Go to the line below containing "use ringmax::command_line_options::CommandLineOptions;" and print exactly from there through the line containing "if let Err(e) = init_logging(opts.verbosity)", both included. Print nothing else.

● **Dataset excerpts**
::::

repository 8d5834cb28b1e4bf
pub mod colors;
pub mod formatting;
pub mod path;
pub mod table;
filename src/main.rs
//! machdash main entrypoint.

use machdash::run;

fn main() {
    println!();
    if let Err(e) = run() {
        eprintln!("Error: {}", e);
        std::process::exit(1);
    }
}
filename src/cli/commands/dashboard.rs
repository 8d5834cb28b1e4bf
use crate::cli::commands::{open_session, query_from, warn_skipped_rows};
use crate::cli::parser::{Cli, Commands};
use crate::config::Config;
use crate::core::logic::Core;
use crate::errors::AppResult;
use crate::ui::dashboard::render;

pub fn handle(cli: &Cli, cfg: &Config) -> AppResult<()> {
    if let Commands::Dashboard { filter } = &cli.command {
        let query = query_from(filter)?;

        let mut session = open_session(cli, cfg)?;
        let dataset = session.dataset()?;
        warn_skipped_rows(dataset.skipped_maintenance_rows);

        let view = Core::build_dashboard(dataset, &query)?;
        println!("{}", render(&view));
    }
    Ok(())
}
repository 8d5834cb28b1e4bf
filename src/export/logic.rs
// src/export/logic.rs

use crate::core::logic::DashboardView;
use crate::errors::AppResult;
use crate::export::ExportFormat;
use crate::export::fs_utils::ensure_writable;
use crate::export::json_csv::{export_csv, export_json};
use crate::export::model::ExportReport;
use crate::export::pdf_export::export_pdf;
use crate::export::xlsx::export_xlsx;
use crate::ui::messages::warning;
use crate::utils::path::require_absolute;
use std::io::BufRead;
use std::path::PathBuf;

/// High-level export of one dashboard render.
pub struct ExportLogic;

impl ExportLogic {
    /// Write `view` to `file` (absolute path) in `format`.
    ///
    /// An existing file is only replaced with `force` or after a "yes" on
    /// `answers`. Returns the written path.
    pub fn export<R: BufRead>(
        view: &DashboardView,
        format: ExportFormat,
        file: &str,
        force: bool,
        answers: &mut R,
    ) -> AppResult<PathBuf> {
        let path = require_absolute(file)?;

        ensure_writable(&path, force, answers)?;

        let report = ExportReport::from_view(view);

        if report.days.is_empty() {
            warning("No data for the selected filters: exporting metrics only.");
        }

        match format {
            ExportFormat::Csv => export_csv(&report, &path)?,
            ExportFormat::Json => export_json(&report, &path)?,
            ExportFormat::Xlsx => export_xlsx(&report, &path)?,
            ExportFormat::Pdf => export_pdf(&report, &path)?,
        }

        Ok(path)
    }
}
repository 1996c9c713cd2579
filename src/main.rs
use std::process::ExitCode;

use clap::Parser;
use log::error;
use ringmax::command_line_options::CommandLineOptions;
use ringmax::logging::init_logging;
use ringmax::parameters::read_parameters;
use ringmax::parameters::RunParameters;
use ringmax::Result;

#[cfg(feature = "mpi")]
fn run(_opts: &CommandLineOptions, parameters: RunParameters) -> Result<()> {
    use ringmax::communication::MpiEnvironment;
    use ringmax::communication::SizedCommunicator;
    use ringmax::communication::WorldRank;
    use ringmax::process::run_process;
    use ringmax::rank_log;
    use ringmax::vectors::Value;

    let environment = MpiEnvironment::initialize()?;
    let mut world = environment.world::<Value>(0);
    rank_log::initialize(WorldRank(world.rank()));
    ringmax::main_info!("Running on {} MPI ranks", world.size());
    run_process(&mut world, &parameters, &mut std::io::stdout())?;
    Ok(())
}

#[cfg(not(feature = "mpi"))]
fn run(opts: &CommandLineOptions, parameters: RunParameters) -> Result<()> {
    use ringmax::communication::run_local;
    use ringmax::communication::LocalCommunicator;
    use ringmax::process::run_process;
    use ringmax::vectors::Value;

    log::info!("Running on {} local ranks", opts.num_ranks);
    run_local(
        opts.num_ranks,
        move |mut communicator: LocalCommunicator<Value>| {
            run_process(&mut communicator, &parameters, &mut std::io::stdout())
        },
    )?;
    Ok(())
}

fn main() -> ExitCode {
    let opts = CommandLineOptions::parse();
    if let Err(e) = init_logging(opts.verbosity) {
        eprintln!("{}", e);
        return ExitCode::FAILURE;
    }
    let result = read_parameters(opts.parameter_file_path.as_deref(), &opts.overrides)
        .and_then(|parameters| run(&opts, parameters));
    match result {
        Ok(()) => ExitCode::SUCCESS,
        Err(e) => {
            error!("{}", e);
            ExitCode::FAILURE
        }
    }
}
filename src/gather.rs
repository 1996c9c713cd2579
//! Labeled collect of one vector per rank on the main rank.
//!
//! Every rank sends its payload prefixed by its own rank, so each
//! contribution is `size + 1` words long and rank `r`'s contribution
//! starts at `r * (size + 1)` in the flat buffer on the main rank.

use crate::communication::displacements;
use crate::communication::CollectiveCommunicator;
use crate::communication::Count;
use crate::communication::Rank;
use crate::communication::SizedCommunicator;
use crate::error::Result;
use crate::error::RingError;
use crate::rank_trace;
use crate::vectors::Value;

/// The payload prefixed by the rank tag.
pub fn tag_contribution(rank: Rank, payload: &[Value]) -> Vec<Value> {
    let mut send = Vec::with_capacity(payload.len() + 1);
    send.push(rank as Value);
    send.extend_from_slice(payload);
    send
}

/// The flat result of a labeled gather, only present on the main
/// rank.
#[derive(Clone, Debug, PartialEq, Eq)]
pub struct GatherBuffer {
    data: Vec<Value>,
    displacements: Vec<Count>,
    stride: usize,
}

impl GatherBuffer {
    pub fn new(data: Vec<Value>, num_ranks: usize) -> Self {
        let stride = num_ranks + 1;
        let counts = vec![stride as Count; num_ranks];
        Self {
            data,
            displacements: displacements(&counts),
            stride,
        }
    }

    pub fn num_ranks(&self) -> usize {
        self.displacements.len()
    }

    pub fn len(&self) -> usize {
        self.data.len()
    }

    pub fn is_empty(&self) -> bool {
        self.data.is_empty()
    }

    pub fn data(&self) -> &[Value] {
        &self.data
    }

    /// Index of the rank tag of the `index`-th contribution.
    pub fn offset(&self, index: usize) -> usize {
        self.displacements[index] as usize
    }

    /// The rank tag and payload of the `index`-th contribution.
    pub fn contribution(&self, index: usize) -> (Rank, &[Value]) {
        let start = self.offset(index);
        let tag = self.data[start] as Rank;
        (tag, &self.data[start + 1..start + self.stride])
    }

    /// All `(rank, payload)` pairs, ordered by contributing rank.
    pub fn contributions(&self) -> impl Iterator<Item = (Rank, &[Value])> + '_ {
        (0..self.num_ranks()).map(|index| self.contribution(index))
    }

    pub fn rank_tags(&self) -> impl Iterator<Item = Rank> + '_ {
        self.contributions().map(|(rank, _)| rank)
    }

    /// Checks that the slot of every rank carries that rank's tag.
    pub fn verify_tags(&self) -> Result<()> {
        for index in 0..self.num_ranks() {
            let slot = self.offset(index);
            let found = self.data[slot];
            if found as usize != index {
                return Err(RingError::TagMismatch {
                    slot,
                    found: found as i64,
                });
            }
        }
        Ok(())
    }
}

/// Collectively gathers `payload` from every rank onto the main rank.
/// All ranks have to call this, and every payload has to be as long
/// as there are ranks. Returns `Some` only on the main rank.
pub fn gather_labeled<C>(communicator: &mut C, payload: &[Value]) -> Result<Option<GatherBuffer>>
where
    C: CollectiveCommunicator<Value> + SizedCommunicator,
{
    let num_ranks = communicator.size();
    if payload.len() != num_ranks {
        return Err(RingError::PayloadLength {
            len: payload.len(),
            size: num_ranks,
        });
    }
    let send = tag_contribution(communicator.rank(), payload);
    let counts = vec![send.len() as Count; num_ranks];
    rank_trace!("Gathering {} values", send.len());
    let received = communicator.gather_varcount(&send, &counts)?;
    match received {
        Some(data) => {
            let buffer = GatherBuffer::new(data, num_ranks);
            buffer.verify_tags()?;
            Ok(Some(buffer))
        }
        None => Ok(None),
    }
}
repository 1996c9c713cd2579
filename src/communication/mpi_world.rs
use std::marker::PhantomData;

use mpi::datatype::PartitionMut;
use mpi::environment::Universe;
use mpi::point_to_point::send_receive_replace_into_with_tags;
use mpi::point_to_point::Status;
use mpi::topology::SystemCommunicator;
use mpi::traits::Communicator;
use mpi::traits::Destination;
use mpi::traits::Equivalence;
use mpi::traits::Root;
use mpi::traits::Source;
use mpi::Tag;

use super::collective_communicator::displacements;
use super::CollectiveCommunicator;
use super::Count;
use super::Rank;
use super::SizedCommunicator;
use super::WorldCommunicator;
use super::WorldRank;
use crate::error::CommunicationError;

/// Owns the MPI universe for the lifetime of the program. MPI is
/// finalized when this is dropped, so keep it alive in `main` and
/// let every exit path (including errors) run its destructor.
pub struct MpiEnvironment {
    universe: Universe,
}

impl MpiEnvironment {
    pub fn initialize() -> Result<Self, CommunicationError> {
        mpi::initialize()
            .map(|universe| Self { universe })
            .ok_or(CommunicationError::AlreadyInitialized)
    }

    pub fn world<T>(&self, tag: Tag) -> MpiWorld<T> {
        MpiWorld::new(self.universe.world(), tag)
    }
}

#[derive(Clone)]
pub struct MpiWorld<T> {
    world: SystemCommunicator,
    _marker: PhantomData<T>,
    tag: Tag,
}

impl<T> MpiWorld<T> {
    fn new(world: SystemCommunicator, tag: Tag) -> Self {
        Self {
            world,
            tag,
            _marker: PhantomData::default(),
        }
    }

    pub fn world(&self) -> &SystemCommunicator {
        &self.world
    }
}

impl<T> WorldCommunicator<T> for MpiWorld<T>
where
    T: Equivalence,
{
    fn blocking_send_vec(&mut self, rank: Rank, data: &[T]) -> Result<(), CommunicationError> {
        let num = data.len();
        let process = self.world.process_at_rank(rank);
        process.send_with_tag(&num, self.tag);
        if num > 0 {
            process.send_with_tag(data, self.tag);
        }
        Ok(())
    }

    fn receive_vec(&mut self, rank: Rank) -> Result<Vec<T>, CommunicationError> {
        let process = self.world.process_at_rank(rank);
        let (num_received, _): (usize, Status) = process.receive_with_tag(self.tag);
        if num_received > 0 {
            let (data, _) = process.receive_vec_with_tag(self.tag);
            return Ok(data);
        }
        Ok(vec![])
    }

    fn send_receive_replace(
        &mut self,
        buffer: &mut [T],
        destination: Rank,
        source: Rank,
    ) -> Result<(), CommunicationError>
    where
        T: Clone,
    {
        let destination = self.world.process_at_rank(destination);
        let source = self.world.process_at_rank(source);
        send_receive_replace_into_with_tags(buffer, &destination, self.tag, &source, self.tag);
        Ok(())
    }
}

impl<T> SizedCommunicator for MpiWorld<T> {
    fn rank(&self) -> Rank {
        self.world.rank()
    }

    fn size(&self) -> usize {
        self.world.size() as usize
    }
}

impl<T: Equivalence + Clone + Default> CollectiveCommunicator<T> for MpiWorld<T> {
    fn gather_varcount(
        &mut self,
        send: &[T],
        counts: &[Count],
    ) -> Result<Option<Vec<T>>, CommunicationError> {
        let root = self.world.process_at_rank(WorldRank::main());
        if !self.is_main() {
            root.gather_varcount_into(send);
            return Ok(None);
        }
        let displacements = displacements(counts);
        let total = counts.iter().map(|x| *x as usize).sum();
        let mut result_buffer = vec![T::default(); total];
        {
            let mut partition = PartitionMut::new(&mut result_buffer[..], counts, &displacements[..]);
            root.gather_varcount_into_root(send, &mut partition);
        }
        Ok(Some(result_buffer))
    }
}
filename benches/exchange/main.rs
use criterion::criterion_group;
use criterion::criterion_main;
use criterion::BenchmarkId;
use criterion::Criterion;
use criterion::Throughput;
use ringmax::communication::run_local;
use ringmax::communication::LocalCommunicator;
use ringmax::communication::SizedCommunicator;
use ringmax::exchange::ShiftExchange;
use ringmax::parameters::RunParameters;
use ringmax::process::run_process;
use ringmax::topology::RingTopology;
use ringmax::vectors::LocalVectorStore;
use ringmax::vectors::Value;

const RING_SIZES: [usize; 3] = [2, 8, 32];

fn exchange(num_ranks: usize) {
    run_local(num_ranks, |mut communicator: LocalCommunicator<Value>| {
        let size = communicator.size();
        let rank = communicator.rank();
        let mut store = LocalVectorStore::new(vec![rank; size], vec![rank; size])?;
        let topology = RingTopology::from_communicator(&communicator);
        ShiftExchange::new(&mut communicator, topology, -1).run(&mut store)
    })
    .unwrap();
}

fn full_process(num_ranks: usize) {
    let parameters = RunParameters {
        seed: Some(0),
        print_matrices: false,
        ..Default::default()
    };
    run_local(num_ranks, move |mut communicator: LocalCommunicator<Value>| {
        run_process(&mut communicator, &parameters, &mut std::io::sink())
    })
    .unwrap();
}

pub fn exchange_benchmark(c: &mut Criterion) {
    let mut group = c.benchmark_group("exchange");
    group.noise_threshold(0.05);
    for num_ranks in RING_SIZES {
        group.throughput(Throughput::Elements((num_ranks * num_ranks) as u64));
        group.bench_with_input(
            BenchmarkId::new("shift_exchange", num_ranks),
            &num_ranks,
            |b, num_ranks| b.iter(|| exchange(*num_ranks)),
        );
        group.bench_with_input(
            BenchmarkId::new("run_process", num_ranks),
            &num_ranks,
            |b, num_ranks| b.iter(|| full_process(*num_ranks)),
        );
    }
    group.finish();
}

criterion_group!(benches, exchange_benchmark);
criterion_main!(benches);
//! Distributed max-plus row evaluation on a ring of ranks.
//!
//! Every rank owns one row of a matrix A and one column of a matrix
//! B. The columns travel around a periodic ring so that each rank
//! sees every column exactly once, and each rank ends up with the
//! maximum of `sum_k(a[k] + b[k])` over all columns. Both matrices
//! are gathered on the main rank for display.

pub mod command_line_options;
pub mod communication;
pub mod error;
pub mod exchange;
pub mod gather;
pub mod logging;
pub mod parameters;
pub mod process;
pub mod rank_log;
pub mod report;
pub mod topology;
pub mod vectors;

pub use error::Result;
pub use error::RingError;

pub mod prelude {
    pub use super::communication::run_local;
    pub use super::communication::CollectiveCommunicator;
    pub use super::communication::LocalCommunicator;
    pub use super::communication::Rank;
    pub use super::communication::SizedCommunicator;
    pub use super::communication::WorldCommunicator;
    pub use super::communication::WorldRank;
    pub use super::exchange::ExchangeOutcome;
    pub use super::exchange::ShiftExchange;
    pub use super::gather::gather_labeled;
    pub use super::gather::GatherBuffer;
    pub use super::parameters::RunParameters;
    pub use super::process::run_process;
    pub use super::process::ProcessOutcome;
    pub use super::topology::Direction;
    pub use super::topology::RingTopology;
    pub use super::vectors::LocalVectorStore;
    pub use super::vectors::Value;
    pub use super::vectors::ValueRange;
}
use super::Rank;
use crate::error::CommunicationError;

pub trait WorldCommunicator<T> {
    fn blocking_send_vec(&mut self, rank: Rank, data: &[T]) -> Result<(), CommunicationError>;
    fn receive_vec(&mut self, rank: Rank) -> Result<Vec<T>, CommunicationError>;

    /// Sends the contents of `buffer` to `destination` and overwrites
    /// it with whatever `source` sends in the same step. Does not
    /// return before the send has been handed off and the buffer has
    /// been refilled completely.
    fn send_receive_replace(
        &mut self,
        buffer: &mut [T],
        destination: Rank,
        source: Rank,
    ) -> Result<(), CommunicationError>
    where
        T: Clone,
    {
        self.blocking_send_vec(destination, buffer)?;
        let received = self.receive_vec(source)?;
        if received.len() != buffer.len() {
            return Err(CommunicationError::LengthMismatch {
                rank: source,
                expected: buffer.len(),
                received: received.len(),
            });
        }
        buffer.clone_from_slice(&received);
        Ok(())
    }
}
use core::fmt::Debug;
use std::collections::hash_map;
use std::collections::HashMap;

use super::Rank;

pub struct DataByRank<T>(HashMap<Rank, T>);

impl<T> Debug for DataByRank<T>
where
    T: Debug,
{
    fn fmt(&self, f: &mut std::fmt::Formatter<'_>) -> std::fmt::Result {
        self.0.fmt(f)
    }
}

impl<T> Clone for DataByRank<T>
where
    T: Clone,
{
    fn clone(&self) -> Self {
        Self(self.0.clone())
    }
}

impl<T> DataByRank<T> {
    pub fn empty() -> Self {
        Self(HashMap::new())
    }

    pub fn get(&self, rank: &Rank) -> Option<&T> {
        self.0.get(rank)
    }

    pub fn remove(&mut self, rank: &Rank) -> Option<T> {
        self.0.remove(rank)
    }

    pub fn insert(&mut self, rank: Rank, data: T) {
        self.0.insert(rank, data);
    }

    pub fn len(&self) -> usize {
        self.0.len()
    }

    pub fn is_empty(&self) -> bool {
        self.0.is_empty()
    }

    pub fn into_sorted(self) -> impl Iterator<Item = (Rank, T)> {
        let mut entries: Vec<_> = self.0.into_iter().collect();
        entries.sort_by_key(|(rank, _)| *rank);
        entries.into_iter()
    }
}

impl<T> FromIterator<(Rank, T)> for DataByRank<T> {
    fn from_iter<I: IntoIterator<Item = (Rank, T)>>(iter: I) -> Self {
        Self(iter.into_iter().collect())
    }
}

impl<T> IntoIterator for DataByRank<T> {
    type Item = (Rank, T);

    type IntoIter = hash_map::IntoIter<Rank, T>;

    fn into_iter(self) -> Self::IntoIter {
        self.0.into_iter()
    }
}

::::

● **Finished task**
use ringmax::command_line_options::CommandLineOptions;
use ringmax::logging::init_logging;
use ringmax::parameters::read_parameters;
use ringmax::parameters::RunParameters;
use ringmax::Result;

#[cfg(feature = "mpi")]
fn run(_opts: &CommandLineOptions, parameters: RunParameters) -> Result<()> {
    use ringmax::communication::MpiEnvironment;
    use ringmax::communication::SizedCommunicator;
    use ringmax::communication::WorldRank;
    use ringmax::process::run_process;
    use ringmax::rank_log;
    use ringmax::vectors::Value;

    let environment = MpiEnvironment::initialize()?;
    let mut world = environment.world::<Value>(0);
    rank_log::initialize(WorldRank(world.rank()));
    ringmax::main_info!("Running on {} MPI ranks", world.size());
    run_process(&mut world, &parameters, &mut std::io::stdout())?;
    Ok(())
}

#[cfg(not(feature = "mpi"))]
fn run(opts: &CommandLineOptions, parameters: RunParameters) -> Result<()> {
    use ringmax::communication::run_local;
    use ringmax::communication::LocalCommunicator;
    use ringmax::process::run_process;
    use ringmax::vectors::Value;

    log::info!("Running on {} local ranks", opts.num_ranks);
    run_local(
        opts.num_ranks,
        move |mut communicator: LocalCommunicator<Value>| {
            run_process(&mut communicator, &parameters, &mut std::io::stdout())
        },
    )?;
    Ok(())
}

fn main() -> ExitCode {
    let opts = CommandLineOptions::parse();
    if let Err(e) = init_logging(opts.verbosity) {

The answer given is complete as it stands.